Next, the effect of SGLT2 inhibitors was observed according to concomitant anti-diabetic medications. Baseline metformin or TZD use with SGLT2 inhibitor treatment did not impact the change from baseline HbA1c or the proportions of subjects achieving HbA1c <7% (Fig. 2A and B). SU users experienced a greater reduction in HbA1c after the addition of SGLT2 inhibitor versus non-users (−0.6% vs. −0.4%, P=0.001) (Fig. 2A), but the percentage of patients who reached the glycemic target was higher in SU non-users (29.1% vs. 48.5%, P<0.001) (Fig. 2B).
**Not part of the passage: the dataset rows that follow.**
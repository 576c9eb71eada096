//! Cache-Control evaluation
//!
//! Responses are admitted to the store only when they are a plain `200 OK`
//! with a positive declared length and no `no-store` directive. Freshness
//! (`max-age`) is evaluated by [`can_serve`] but the proxy only consults it
//! at admission time; age-based eviction governs how long entries live.

use http::header::{CACHE_CONTROL, CONTENT_LENGTH};
use http::{HeaderMap, StatusCode};
use std::time::{Duration, SystemTime};
use tracing::debug;

/// Parsed Cache-Control directives
#[derive(Debug, Clone, Default, PartialEq, Eq)]
pub struct CacheControl {
    pub no_store: bool,
    pub no_cache: bool,
    pub must_revalidate: bool,
    pub public: bool,
    pub private: bool,
    /// `None` when no valid `max-age` was given
    pub max_age: Option<u64>,
}

impl CacheControl {
    /// Parse a Cache-Control header value
    ///
    /// Unknown directives are ignored, as is a `max-age` whose value is not
    /// a non-negative integer.
    pub fn parse(header: &str) -> Self {
        let mut cc = CacheControl::default();

        for part in header.split(',') {
            let part = part.trim().to_ascii_lowercase();
            if let Some(age) = part.strip_prefix("max-age=") {
                if let Ok(age) = age.trim_matches('"').parse::<u64>() {
                    cc.max_age = Some(age);
                }
                continue;
            }
            match part.as_str() {
                "no-store" => cc.no_store = true,
                "no-cache" => cc.no_cache = true,
                "must-revalidate" => cc.must_revalidate = true,
                "public" => cc.public = true,
                "private" => cc.private = true,
                _ => {}
            }
        }

        cc
    }

    /// Parse the Cache-Control header of a response, if any
    pub fn from_headers(headers: &HeaderMap) -> Self {
        headers
            .get_all(CACHE_CONTROL)
            .iter()
            .filter_map(|v| v.to_str().ok())
            .map(CacheControl::parse)
            .fold(CacheControl::default(), CacheControl::merge)
    }

    fn merge(self, other: CacheControl) -> Self {
        CacheControl {
            no_store: self.no_store || other.no_store,
            no_cache: self.no_cache || other.no_cache,
            must_revalidate: self.must_revalidate || other.must_revalidate,
            public: self.public || other.public,
            private: self.private || other.private,
            max_age: other.max_age.or(self.max_age),
        }
    }
}

/// Declared Content-Length of a response
///
/// Returns `None` when the header is missing or not an integer. Negative
/// values are kept so callers can reject them explicitly.
pub fn declared_length(headers: &HeaderMap) -> Option<i64> {
    headers
        .get(CONTENT_LENGTH)
        .and_then(|v| v.to_str().ok())
        .and_then(|v| v.trim().parse::<i64>().ok())
}

/// Decide whether an upstream response may be written to the store
pub fn should_cache(status: StatusCode, headers: &HeaderMap) -> bool {
    let cache_control = CacheControl::from_headers(headers);
    if cache_control.no_store {
        debug!("Skipping cache: no-store directive present");
        return false;
    }

    if status != StatusCode::OK {
        debug!("Skipping cache: status code {}", status.as_u16());
        return false;
    }

    match declared_length(headers) {
        Some(len) if len > 0 => true,
        _ => {
            debug!("Skipping cache: no content or invalid content-length");
            false
        }
    }
}

/// Check whether an entry cached at `cached_at` is still fresh
pub fn can_serve(cached_at: SystemTime, cache_control: &CacheControl) -> bool {
    can_serve_at(cached_at, cache_control, SystemTime::now())
}

/// [`can_serve`] evaluated against an explicit clock
pub fn can_serve_at(cached_at: SystemTime, cache_control: &CacheControl, now: SystemTime) -> bool {
    if let Some(max_age) = cache_control.max_age {
        let age = now.duration_since(cached_at).unwrap_or(Duration::ZERO);
        if age > Duration::from_secs(max_age) {
            debug!("Cached response expired (max-age={})", max_age);
            return false;
        }
    }
    true
}

#[cfg(test)]
mod tests {
    use super::*;
    use http::HeaderValue;

    fn headers(pairs: &[(&'static str, &'static str)]) -> HeaderMap {
        let mut map = HeaderMap::new();
        for (name, value) in pairs {
            map.append(*name, HeaderValue::from_static(value));
        }
        map
    }

    #[test]
    fn test_parse_directives() {
        let cc = CacheControl::parse("public, max-age=600, must-revalidate");
        assert!(cc.public);
        assert!(cc.must_revalidate);
        assert!(!cc.no_store);
        assert_eq!(cc.max_age, Some(600));

        let cc = CacheControl::parse("no-store,no-cache,private");
        assert!(cc.no_store && cc.no_cache && cc.private);
        assert_eq!(cc.max_age, None);
    }

    #[test]
    fn test_parse_is_case_insensitive() {
        let cc = CacheControl::parse("Public, Max-Age=60, No-Store");
        assert!(cc.public);
        assert!(cc.no_store);
        assert_eq!(cc.max_age, Some(60));
    }

    #[test]
    fn test_parse_empty_and_invalid_max_age() {
        assert_eq!(CacheControl::parse(""), CacheControl::default());
        assert_eq!(CacheControl::parse("max-age=soon").max_age, None);
        assert_eq!(CacheControl::parse("max-age=-5").max_age, None);
    }

    #[test]
    fn test_multiple_header_lines_merge() {
        let h = headers(&[("cache-control", "public"), ("cache-control", "no-store")]);
        let cc = CacheControl::from_headers(&h);
        assert!(cc.public);
        assert!(cc.no_store);
    }

    #[test]
    fn test_should_cache_plain_200() {
        let h = headers(&[("content-length", "5")]);
        assert!(should_cache(StatusCode::OK, &h));
    }

    #[test]
    fn test_should_cache_rejects_no_store() {
        let h = headers(&[("content-length", "5"), ("cache-control", "no-store")]);
        assert!(!should_cache(StatusCode::OK, &h));
    }

    #[test]
    fn test_should_cache_rejects_non_200() {
        let h = headers(&[("content-length", "5")]);
        assert!(!should_cache(StatusCode::NO_CONTENT, &h));
        assert!(!should_cache(StatusCode::PARTIAL_CONTENT, &h));
        assert!(!should_cache(StatusCode::NOT_FOUND, &h));
        assert!(!should_cache(StatusCode::INTERNAL_SERVER_ERROR, &h));
    }

    #[test]
    fn test_should_cache_content_length_boundaries() {
        assert!(!should_cache(StatusCode::OK, &headers(&[("content-length", "0")])));
        assert!(!should_cache(StatusCode::OK, &headers(&[("content-length", "-1")])));
        assert!(should_cache(StatusCode::OK, &headers(&[("content-length", "1")])));
        assert!(!should_cache(StatusCode::OK, &HeaderMap::new()));
        assert!(!should_cache(StatusCode::OK, &headers(&[("content-length", "abc")])));
    }

    #[test]
    fn test_can_serve_without_max_age() {
        let cached_at = SystemTime::now() - Duration::from_secs(86_400);
        assert!(can_serve(cached_at, &CacheControl::default()));
    }

    #[test]
    fn test_can_serve_with_max_age() {
        let now = SystemTime::now();
        let cc = CacheControl::parse("max-age=60");
        assert!(can_serve_at(now - Duration::from_secs(30), &cc, now));
        assert!(can_serve_at(now - Duration::from_secs(60), &cc, now));
        assert!(!can_serve_at(now - Duration::from_secs(61), &cc, now));
    }

    #[test]
    fn test_can_serve_future_timestamp() {
        let now = SystemTime::now();
        let cc = CacheControl::parse("max-age=0");
        assert!(can_serve_at(now + Duration::from_secs(10), &cc, now));
    }
}
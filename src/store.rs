//! Disk-backed cache store
//!
//! One regular file per entry, named after its cache key, directly under the
//! root directory. The directory listing is the index. New entries are
//! written to a hidden temporary file and linked into place only once the
//! whole body has been flushed, so a reader never sees a partial entry and
//! concurrent writers of the same key converge on a single complete file.

use crate::error::{Result, TentaError};
use crate::tee::{ClientSender, TeeWriter};
use bytes::Bytes;
use futures::{Stream, StreamExt};
use std::io;
use std::path::{Path, PathBuf};
use std::time::SystemTime;
use tokio::fs;
use tracing::{debug, info, warn};

/// Prefix of in-progress writes; such files are never entries
pub const TEMP_PREFIX: &str = ".tenta-";

/// Permission bits of a stored entry
#[cfg(unix)]
const ENTRY_MODE: u32 = 0o644;

/// Metadata of a stored entry
#[derive(Debug, Clone, PartialEq, Eq)]
pub struct CacheEntry {
    pub key: String,
    pub size: u64,
    pub modified_at: SystemTime,
}

/// Outcome of a streamed write
#[derive(Debug)]
pub enum WriteOutcome {
    /// A new entry of this many bytes was created
    Stored(u64),
    /// Another writer created the entry first; the body was still served
    AlreadyStored(u64),
    /// The body was served but could not be persisted
    NotStored { bytes: u64, error: TentaError },
}

/// Disk cache rooted at a single directory
#[derive(Debug, Clone)]
pub struct CacheStore {
    root: PathBuf,
}

impl CacheStore {
    /// Open the store, creating the root directory if needed
    ///
    /// Leftover temporary files from an interrupted run are removed.
    pub async fn open<P: AsRef<Path>>(root: P) -> Result<Self> {
        let root = root.as_ref().to_path_buf();
        fs::create_dir_all(&root).await.map_err(|e| {
            TentaError::StoreIoError(format!(
                "Failed to create cache directory {}: {}",
                root.display(),
                e
            ))
        })?;

        let store = CacheStore { root };
        let removed = store.remove_stale_temp_files().await?;
        if removed > 0 {
            info!("Removed {} interrupted cache writes", removed);
        }
        Ok(store)
    }

    /// Root directory of the store
    pub fn root(&self) -> &Path {
        &self.root
    }

    /// Path of the file backing `key`
    ///
    /// Keys must be plain file names so that they cannot escape the root.
    pub fn path_for(&self, key: &str) -> Result<PathBuf> {
        if key.is_empty()
            || key.starts_with('.')
            || key.contains('/')
            || key.contains('\\')
            || key.contains('\0')
        {
            return Err(TentaError::InvalidKey(key.to_string()));
        }
        Ok(self.root.join(key))
    }

    /// Check whether an entry exists
    pub async fn exists(&self, key: &str) -> Result<bool> {
        let path = self.path_for(key)?;
        match fs::metadata(&path).await {
            Ok(meta) => Ok(meta.is_file()),
            Err(e) if e.kind() == io::ErrorKind::NotFound => Ok(false),
            Err(e) => Err(TentaError::StoreIoError(format!(
                "Failed to check {}: {}",
                path.display(),
                e
            ))),
        }
    }

    /// Read the full content of an entry
    pub async fn read(&self, key: &str) -> Result<Bytes> {
        let path = self.path_for(key)?;
        let data = fs::read(&path).await?;
        Ok(Bytes::from(data))
    }

    /// Metadata of a single entry
    pub async fn stat(&self, key: &str) -> Result<CacheEntry> {
        let path = self.path_for(key)?;
        let meta = fs::metadata(&path).await?;
        if !meta.is_file() {
            return Err(TentaError::NotFound(key.to_string()));
        }
        Ok(CacheEntry {
            key: key.to_string(),
            size: meta.len(),
            modified_at: meta.modified()?,
        })
    }

    /// Stream `source` to the client and into a new entry for `key`
    ///
    /// The client receives each chunk as soon as it arrives from `source`.
    /// If the cache file cannot be created or written, the copy continues
    /// for the client and the failure is reported in [`WriteOutcome::NotStored`].
    ///
    /// # Errors
    /// * `TransportError` when `source` fails mid-body; the client response
    ///   is aborted and nothing is stored
    /// * `InternalError` when the client disconnects before the body ends
    pub async fn write_streaming<S>(
        &self,
        key: &str,
        mut source: S,
        client: &mut ClientSender,
    ) -> Result<WriteOutcome>
    where
        S: Stream<Item = io::Result<Bytes>> + Unpin,
    {
        let dest = self.path_for(key)?;

        let (file, temp_path) = match self.create_temp_file().await {
            Ok((file, temp_path)) => (Some(file), Some(temp_path)),
            Err(e) => {
                warn!("Error creating local file for {}, serving uncached: {}", key, e);
                (None, None)
            }
        };

        let mut tee = TeeWriter::new(client, file);
        while let Some(chunk) = source.next().await {
            match chunk {
                Ok(chunk) => {
                    if tee.write(chunk).await.is_err() {
                        debug!("Client went away while streaming {}", key);
                        return Err(TentaError::InternalError(
                            "client disconnected".to_string(),
                        ));
                    }
                }
                Err(e) => {
                    let message = e.to_string();
                    tee.abort(e).await;
                    return Err(TentaError::TransportError(message));
                }
            }
        }

        let summary = tee.finish().await;
        let bytes = summary.bytes;

        let temp_path = match (temp_path, summary.stored) {
            (Some(temp_path), Ok(())) => temp_path,
            (_, Err(e)) => {
                return Ok(WriteOutcome::NotStored {
                    bytes,
                    error: TentaError::StoreIoError(e.to_string()),
                })
            }
            (None, Ok(())) => {
                return Ok(WriteOutcome::NotStored {
                    bytes,
                    error: TentaError::StoreIoError("no cache file".to_string()),
                })
            }
        };

        match temp_path.persist_noclobber(&dest) {
            Ok(()) => {
                debug!("Created cache file {} ({} bytes)", dest.display(), bytes);
                Ok(WriteOutcome::Stored(bytes))
            }
            Err(e) if e.error.kind() == io::ErrorKind::AlreadyExists => {
                debug!("Cache file {} was created by a concurrent request", dest.display());
                Ok(WriteOutcome::AlreadyStored(bytes))
            }
            Err(e) => Ok(WriteOutcome::NotStored {
                bytes,
                error: TentaError::StoreIoError(e.error.to_string()),
            }),
        }
    }

    /// Delete an entry, returning the number of bytes freed
    pub async fn delete(&self, key: &str) -> Result<u64> {
        let entry = self.stat(key).await?;
        let path = self.path_for(key)?;
        fs::remove_file(&path).await?;
        debug!("Deleted cache file {}", path.display());
        Ok(entry.size)
    }

    /// List every entry in the store
    ///
    /// Entries that disappear while the directory is being walked are skipped.
    pub async fn list(&self) -> Result<Vec<CacheEntry>> {
        let mut dir = fs::read_dir(&self.root).await.map_err(|e| {
            TentaError::StoreIoError(format!(
                "Error reading cache dir {}: {}",
                self.root.display(),
                e
            ))
        })?;

        let mut entries = Vec::new();
        while let Some(item) = dir.next_entry().await? {
            let name = match item.file_name().into_string() {
                Ok(name) if !name.starts_with('.') => name,
                _ => continue,
            };

            let meta = match item.metadata().await {
                Ok(meta) => meta,
                Err(e) if e.kind() == io::ErrorKind::NotFound => continue,
                Err(e) => return Err(e.into()),
            };
            if !meta.is_file() {
                continue;
            }

            entries.push(CacheEntry {
                key: name,
                size: meta.len(),
                modified_at: meta.modified()?,
            });
        }

        Ok(entries)
    }

    async fn create_temp_file(&self) -> Result<(fs::File, tempfile::TempPath)> {
        let root = self.root.clone();
        let named = tokio::task::spawn_blocking(move || {
            let named = tempfile::Builder::new().prefix(TEMP_PREFIX).tempfile_in(root)?;
            // tempfile creates 0600; entries get ordinary file permissions
            #[cfg(unix)]
            {
                use std::os::unix::fs::PermissionsExt;
                named
                    .as_file()
                    .set_permissions(std::fs::Permissions::from_mode(ENTRY_MODE))?;
            }
            Ok::<_, io::Error>(named)
        })
        .await
        .map_err(|e| TentaError::InternalError(e.to_string()))??;

        let (file, temp_path) = named.into_parts();
        Ok((fs::File::from_std(file), temp_path))
    }

    async fn remove_stale_temp_files(&self) -> Result<usize> {
        let mut dir = fs::read_dir(&self.root).await?;
        let mut removed = 0;
        while let Some(item) = dir.next_entry().await? {
            let is_temp = item
                .file_name()
                .to_str()
                .map(|name| name.starts_with(TEMP_PREFIX))
                .unwrap_or(false);
            if is_temp {
                match fs::remove_file(item.path()).await {
                    Ok(()) => removed += 1,
                    Err(e) => warn!("Failed to remove {}: {}", item.path().display(), e),
                }
            }
        }
        Ok(removed)
    }
}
As the SU users had inadequately controlled diabetes at baseline (Supplementary Table 2), it might be easier to lower the baseline high glucose, but it was not enough to reach the HbA1c <7%. On the other hand, the effect of SGLT2 inhibitor on prevalent DPP4 inhibitor users compared to non-users was significant both in the change from baseline HbA1c (−0.6% vs. −0.4%, P=0.002) and in the proportions of subjects who achieved HbA1c <7% (44.4% vs. 35.6%, P=0.036). The adjusted weight loss was about 4% and was not impacted by baseline metformin, SU, or DPP4 inhibitor use, whereas the combination therapy with TZD offset the weight loss effects of the SGLT2 inhibitor (P=0.015) (Fig. 2C).
When subjects were divided according to respective drug combinations, 18 (2.2%) started SGLT2 inhibitor as monotherapy; 305 (37.9%) were on dual therapy; 353 (43.9%) were on triple combination therapy; and 128 (15.9%) were on quadruple combination therapy with addition of SGLT2 inhibitor to preexisting metformin, SU, TZD, or DPP4 inhibitor therapy. The detailed combinations of anti-diabetic drugs and the reduction of HbA1c are described in Supplementary Table 5. Because the combinations of anti-diabetic drugs were so diverse and those except for the four major combinations were difficult to analyze due to the small number of subjects, we analyzed subjects by baseline user or non-user through the manuscript.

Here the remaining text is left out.